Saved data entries
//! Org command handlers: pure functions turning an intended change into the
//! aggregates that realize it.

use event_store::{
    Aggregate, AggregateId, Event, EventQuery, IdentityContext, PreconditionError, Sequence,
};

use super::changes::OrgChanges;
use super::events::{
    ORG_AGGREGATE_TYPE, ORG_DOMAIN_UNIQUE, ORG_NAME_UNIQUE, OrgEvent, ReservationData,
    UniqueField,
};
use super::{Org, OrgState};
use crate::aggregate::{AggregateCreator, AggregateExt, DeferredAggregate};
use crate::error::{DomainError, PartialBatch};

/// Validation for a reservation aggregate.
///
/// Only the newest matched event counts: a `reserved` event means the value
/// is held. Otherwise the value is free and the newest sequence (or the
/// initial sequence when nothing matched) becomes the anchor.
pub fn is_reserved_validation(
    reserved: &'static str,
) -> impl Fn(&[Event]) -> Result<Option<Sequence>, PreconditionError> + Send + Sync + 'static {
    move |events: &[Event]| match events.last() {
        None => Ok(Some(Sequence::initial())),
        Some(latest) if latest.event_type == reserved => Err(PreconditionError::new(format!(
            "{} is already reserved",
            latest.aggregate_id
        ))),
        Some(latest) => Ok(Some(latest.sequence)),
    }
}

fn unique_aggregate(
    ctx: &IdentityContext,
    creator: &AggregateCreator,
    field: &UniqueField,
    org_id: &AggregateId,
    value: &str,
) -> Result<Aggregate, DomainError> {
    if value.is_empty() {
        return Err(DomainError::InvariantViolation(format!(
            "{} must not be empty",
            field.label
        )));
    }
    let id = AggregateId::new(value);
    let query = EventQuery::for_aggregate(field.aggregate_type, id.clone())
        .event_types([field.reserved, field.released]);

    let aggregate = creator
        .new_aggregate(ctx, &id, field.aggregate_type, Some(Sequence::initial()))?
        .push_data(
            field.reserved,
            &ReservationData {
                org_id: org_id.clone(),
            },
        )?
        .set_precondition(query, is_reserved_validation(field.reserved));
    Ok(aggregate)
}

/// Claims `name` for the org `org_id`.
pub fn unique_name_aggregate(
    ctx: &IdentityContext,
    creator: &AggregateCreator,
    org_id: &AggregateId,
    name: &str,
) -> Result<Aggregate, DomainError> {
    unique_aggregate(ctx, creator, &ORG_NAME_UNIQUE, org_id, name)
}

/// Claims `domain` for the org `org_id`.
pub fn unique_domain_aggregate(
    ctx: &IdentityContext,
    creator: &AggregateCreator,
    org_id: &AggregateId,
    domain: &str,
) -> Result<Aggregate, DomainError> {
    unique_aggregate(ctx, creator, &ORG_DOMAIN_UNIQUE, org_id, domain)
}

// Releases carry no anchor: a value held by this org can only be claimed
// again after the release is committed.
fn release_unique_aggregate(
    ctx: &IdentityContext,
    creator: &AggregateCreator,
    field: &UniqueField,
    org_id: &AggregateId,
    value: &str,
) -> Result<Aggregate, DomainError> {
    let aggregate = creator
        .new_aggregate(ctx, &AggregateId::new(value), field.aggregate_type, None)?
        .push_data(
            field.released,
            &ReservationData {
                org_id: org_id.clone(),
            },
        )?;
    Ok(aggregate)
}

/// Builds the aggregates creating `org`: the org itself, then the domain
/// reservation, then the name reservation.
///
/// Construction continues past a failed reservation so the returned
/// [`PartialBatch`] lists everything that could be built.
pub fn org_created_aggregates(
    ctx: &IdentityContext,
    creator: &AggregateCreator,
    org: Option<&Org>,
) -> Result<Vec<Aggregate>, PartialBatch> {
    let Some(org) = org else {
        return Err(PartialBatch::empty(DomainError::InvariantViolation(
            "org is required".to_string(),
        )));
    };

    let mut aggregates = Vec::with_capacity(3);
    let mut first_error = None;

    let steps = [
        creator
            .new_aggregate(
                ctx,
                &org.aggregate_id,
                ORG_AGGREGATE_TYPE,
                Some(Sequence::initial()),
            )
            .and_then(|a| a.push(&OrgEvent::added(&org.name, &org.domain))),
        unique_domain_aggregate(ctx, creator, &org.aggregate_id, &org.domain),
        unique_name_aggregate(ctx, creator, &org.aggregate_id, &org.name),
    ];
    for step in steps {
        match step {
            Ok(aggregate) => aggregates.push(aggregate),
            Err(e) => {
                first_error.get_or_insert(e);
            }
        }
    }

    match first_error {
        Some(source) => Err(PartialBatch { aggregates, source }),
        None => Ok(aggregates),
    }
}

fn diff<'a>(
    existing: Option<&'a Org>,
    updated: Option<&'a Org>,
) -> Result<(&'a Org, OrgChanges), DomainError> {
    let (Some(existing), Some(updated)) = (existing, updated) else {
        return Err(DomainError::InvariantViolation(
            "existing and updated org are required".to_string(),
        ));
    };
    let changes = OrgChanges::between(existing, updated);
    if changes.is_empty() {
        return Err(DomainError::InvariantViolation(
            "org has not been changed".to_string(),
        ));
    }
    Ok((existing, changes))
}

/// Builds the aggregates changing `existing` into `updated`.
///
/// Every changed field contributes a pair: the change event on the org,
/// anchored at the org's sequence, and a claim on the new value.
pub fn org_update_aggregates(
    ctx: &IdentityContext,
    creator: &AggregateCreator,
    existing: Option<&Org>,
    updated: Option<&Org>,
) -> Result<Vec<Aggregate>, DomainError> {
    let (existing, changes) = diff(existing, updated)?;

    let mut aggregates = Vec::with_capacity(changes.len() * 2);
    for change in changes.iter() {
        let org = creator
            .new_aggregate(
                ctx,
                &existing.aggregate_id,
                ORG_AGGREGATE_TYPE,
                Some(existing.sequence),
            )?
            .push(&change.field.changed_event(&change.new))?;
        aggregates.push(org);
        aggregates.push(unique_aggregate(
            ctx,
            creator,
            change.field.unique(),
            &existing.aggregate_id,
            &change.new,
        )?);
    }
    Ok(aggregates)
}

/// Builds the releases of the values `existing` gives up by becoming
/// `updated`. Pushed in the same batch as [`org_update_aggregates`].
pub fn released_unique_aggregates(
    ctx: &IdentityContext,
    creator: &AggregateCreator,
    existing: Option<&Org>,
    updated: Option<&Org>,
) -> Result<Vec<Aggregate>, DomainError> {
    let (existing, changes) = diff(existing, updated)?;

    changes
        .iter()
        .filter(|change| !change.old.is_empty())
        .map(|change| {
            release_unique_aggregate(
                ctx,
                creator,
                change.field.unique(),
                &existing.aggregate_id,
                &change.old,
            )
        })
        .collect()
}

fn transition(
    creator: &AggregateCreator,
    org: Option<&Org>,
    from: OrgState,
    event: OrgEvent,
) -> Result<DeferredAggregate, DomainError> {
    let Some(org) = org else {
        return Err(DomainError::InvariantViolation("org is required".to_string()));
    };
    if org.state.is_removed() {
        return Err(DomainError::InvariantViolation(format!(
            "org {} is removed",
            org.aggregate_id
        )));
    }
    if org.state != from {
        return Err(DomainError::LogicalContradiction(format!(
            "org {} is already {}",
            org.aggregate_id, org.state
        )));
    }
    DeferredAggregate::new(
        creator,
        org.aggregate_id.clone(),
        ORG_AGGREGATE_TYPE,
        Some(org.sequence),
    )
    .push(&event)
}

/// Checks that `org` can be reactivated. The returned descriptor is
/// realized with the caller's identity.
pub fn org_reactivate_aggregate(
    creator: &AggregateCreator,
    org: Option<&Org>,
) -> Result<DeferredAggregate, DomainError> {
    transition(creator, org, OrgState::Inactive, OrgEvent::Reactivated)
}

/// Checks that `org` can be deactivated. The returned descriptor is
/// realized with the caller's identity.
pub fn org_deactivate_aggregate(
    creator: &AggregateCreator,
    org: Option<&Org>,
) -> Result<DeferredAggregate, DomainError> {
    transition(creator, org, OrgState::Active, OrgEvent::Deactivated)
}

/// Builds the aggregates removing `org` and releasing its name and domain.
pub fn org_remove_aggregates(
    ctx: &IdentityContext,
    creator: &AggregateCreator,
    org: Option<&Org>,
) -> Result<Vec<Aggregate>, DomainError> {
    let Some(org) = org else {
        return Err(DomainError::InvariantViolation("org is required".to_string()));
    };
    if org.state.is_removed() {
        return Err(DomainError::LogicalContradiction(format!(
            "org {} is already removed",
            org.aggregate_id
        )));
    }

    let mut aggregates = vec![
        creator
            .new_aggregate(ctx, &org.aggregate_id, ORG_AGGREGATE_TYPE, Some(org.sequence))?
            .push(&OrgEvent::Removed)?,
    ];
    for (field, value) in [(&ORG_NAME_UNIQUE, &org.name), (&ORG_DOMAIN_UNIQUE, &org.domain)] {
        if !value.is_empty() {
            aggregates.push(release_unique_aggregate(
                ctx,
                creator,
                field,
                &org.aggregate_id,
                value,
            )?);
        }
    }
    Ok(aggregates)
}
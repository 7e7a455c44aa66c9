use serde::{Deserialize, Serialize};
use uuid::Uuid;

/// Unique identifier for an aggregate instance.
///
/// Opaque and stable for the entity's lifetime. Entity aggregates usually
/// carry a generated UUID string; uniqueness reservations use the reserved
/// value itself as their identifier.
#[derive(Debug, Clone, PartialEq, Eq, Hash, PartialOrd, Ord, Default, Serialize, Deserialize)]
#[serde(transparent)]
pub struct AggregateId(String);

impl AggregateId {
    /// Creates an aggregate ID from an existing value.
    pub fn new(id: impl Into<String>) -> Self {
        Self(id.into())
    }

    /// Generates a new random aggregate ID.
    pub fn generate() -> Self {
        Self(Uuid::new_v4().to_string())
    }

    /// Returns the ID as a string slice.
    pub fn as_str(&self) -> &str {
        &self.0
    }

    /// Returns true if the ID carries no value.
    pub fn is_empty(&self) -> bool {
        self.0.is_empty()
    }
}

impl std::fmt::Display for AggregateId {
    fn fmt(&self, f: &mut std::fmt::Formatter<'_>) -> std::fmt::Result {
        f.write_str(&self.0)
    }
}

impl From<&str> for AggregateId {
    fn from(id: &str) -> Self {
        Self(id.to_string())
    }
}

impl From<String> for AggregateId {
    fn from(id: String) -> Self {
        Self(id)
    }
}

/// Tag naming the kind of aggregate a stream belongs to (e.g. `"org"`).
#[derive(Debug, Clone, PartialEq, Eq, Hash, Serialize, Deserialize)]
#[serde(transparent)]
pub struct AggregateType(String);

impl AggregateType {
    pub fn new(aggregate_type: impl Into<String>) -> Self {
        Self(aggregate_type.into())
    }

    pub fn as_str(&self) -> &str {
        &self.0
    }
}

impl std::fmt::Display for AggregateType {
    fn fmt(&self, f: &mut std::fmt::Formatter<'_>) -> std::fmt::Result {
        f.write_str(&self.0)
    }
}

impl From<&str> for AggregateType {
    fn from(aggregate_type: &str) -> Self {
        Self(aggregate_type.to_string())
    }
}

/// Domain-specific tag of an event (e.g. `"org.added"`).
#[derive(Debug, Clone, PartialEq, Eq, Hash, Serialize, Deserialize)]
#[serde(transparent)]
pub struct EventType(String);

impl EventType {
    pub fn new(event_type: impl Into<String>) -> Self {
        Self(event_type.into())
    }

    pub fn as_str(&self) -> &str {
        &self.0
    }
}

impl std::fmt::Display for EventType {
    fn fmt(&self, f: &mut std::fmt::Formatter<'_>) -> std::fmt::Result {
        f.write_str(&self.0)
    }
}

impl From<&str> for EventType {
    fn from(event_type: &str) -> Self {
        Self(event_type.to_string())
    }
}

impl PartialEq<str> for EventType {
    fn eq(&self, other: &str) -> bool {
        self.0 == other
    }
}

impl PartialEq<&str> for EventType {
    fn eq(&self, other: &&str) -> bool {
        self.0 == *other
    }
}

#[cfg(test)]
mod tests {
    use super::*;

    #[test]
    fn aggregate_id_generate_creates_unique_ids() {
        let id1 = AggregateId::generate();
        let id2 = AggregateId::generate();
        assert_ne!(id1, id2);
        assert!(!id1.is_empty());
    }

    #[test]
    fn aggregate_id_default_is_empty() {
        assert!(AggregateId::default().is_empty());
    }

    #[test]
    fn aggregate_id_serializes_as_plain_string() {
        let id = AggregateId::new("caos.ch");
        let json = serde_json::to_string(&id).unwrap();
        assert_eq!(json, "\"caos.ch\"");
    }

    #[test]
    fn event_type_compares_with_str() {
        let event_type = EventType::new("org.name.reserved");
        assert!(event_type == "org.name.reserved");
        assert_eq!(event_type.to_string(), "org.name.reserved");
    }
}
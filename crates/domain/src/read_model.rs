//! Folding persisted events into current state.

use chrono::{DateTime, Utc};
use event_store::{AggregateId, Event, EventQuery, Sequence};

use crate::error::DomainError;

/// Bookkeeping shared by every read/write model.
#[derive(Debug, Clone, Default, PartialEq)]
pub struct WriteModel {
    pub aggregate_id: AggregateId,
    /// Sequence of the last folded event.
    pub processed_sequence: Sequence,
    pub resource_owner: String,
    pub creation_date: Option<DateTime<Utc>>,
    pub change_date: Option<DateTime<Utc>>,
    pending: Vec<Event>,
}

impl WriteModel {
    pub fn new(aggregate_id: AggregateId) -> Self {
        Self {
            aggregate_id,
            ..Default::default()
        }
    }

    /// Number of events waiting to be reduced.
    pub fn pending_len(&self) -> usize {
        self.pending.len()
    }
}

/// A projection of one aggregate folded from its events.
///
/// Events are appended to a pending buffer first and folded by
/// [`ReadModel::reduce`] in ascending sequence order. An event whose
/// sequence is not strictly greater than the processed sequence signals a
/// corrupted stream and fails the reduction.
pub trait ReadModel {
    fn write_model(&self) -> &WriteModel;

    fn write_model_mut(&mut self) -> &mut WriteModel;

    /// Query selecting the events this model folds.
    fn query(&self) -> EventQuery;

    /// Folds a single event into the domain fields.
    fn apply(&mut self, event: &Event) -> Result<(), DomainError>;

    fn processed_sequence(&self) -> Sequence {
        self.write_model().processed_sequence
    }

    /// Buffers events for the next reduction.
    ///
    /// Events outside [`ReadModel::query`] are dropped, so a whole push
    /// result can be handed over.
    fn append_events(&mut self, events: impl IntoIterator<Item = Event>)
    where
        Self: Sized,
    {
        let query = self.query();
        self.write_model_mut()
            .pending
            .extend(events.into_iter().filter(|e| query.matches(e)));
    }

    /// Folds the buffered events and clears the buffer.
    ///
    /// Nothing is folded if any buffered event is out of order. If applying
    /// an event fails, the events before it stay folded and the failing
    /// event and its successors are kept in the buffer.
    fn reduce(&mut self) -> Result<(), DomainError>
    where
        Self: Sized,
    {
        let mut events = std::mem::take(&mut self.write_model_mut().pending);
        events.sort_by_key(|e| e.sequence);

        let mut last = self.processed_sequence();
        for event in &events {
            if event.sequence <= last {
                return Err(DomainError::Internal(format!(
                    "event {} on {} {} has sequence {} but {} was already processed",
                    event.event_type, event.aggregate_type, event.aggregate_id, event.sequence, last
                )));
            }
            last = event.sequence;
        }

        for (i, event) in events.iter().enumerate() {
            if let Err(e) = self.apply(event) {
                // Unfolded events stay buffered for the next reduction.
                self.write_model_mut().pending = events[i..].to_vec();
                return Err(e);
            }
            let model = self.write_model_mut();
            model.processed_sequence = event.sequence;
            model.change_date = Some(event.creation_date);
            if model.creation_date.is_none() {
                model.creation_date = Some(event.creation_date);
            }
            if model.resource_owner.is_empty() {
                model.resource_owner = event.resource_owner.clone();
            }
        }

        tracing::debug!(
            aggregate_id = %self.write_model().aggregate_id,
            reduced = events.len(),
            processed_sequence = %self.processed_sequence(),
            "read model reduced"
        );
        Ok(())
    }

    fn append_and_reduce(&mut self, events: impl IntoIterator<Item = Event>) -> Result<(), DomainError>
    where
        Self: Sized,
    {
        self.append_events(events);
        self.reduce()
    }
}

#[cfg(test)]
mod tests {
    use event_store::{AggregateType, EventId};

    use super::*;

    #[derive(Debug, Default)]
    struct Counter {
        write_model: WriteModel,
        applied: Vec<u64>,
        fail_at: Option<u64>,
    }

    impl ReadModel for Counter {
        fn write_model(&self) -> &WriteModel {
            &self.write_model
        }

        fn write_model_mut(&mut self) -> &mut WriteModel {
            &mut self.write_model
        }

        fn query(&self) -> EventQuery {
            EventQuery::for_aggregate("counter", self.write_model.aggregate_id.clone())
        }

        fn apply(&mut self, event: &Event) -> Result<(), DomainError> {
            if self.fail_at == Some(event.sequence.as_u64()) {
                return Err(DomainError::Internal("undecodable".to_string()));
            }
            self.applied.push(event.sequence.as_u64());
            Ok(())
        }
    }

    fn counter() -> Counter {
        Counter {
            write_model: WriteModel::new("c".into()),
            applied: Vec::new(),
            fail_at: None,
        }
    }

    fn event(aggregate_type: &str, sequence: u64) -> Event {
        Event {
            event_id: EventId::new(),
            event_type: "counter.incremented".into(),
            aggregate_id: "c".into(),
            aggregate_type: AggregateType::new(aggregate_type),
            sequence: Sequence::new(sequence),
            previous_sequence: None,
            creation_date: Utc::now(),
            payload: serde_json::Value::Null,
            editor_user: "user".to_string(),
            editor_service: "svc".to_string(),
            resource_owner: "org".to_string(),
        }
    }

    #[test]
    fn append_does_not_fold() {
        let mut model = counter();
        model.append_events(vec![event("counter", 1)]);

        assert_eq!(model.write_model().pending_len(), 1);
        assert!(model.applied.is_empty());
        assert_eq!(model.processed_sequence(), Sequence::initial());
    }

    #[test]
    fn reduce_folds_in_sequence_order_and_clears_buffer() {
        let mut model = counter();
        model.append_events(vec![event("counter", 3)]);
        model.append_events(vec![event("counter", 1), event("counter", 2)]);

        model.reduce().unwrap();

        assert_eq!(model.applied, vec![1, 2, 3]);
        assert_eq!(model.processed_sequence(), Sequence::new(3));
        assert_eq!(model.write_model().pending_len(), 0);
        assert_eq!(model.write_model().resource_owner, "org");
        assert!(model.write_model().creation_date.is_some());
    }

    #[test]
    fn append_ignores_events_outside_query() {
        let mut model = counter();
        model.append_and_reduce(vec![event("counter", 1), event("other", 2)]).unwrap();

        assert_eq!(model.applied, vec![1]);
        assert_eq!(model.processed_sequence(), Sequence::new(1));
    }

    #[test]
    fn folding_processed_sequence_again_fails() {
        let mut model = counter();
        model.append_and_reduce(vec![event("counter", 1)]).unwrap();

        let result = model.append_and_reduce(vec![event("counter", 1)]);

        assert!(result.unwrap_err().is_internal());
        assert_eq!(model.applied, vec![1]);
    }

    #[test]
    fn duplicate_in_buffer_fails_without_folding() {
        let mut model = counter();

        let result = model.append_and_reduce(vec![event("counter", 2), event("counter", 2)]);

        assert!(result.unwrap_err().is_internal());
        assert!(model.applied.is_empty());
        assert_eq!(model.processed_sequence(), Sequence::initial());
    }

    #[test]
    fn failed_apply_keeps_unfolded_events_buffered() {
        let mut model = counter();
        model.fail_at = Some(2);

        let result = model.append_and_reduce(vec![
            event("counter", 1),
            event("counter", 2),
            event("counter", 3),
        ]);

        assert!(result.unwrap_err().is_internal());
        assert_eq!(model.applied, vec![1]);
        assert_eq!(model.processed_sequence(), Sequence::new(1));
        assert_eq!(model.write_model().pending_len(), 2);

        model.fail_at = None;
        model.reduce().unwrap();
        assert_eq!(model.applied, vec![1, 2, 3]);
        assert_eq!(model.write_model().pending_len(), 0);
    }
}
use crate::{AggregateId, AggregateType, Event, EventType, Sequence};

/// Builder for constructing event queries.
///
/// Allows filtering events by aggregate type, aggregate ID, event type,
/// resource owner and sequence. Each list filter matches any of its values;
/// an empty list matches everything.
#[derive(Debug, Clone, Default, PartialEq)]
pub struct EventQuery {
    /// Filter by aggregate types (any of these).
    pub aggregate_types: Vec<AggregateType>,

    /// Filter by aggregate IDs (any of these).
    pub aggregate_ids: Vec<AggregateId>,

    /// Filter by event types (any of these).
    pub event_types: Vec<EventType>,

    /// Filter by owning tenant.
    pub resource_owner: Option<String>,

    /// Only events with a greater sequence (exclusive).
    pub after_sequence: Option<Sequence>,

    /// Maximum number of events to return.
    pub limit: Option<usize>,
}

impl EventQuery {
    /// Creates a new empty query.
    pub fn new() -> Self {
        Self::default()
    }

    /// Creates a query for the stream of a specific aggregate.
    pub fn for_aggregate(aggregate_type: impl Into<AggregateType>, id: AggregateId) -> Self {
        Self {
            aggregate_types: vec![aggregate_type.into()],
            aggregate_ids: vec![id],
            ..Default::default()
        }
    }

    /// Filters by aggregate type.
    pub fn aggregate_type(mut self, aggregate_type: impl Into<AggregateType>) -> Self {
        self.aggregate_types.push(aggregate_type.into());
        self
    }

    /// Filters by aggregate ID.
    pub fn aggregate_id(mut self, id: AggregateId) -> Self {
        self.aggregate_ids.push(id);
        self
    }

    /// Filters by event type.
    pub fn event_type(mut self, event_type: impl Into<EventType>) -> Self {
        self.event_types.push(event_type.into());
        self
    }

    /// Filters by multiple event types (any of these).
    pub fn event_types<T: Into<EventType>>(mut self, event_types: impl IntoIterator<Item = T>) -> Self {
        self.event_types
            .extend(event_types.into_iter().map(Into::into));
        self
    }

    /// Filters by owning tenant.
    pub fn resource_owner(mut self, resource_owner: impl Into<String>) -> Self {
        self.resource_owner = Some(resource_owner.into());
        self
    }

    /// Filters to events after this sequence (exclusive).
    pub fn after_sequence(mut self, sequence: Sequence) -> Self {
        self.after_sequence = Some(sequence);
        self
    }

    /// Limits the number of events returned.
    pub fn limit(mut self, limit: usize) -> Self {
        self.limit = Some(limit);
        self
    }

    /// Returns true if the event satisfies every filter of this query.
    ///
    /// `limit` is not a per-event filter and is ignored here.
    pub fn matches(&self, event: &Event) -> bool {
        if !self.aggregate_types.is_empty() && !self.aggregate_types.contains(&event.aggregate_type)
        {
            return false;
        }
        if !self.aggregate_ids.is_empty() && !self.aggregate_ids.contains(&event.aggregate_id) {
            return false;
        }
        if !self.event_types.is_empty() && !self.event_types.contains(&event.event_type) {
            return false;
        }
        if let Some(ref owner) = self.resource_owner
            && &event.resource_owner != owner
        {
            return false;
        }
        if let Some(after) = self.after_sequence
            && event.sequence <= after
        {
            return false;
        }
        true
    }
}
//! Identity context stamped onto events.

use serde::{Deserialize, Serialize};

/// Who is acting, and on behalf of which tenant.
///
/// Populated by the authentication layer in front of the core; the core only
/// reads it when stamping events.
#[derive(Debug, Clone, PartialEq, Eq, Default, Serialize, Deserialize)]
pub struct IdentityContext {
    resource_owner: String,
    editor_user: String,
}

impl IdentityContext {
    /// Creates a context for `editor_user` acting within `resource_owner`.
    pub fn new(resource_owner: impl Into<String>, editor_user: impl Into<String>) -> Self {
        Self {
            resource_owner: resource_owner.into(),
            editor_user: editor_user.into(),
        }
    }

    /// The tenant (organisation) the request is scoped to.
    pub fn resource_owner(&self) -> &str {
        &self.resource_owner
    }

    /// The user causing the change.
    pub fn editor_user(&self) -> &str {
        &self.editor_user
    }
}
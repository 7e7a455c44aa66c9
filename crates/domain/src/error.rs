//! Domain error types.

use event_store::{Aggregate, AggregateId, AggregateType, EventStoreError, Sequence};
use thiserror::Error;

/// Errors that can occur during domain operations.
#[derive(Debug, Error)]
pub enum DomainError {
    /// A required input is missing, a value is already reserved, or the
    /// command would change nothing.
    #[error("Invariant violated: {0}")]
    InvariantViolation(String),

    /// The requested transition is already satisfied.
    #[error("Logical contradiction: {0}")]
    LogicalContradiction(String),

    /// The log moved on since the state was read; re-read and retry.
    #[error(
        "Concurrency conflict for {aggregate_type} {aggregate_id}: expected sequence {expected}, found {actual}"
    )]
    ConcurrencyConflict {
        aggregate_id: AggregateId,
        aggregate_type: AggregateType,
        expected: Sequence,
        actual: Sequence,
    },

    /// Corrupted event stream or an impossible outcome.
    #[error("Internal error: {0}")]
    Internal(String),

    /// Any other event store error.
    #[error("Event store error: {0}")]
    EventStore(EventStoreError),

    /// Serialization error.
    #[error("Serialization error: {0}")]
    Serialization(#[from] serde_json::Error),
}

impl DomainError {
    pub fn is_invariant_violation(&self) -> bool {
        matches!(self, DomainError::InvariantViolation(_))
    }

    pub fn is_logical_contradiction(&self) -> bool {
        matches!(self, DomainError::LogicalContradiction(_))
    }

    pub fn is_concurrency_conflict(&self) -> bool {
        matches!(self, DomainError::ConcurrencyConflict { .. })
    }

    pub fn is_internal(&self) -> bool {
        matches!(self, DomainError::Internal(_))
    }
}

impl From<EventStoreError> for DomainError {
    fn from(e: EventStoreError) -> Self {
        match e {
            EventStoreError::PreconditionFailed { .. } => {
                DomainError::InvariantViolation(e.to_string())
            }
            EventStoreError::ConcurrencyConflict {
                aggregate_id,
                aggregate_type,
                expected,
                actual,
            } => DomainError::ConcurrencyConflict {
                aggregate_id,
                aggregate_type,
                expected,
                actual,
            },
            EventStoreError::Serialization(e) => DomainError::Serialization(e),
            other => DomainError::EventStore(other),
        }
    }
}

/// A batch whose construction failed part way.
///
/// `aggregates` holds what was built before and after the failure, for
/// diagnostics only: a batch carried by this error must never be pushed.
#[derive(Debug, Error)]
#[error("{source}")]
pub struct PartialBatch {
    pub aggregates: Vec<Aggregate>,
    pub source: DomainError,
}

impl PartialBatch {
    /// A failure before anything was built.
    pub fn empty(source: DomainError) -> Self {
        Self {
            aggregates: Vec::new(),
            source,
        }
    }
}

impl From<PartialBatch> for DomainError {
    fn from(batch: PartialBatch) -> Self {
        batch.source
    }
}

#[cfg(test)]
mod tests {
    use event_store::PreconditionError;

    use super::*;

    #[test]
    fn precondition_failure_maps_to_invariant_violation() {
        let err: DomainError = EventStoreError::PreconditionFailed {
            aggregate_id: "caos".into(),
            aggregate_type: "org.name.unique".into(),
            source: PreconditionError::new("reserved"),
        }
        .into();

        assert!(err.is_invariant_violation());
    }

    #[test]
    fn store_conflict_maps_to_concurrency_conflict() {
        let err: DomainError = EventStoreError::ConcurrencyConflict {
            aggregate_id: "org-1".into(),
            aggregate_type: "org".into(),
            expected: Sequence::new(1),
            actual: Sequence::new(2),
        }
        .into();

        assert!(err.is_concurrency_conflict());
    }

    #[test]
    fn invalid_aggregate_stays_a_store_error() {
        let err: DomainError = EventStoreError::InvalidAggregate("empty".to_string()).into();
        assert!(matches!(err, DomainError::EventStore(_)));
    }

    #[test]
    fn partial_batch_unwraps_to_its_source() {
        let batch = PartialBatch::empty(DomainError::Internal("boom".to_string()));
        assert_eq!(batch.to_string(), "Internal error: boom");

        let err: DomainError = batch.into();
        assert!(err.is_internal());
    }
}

§ **Task**
What is wanted is every line from the first line of the entries through the line that contains "Some(latest) if latest.event_type", given again exactly.

§ **Task response**
//! Org command handlers: pure functions turning an intended change into the
//! aggregates that realize it.

use event_store::{
    Aggregate, AggregateId, Event, EventQuery, IdentityContext, PreconditionError, Sequence,
};

use super::changes::OrgChanges;
use super::events::{
    ORG_AGGREGATE_TYPE, ORG_DOMAIN_UNIQUE, ORG_NAME_UNIQUE, OrgEvent, ReservationData,
    UniqueField,
};
use super::{Org, OrgState};
use crate::aggregate::{AggregateCreator, AggregateExt, DeferredAggregate};
use crate::error::{DomainError, PartialBatch};

/// Validation for a reservation aggregate.
///
/// Only the newest matched event counts: a `reserved` event means the value
/// is held. Otherwise the value is free and the newest sequence (or the
/// initial sequence when nothing matched) becomes the anchor.
pub fn is_reserved_validation(
    reserved: &'static str,
) -> impl Fn(&[Event]) -> Result<Option<Sequence>, PreconditionError> + Send + Sync + 'static {
    move |events: &[Event]| match events.last() {
        None => Ok(Some(Sequence::initial())),
        Some(latest) if latest.event_type == reserved => Err(PreconditionError::new(format!(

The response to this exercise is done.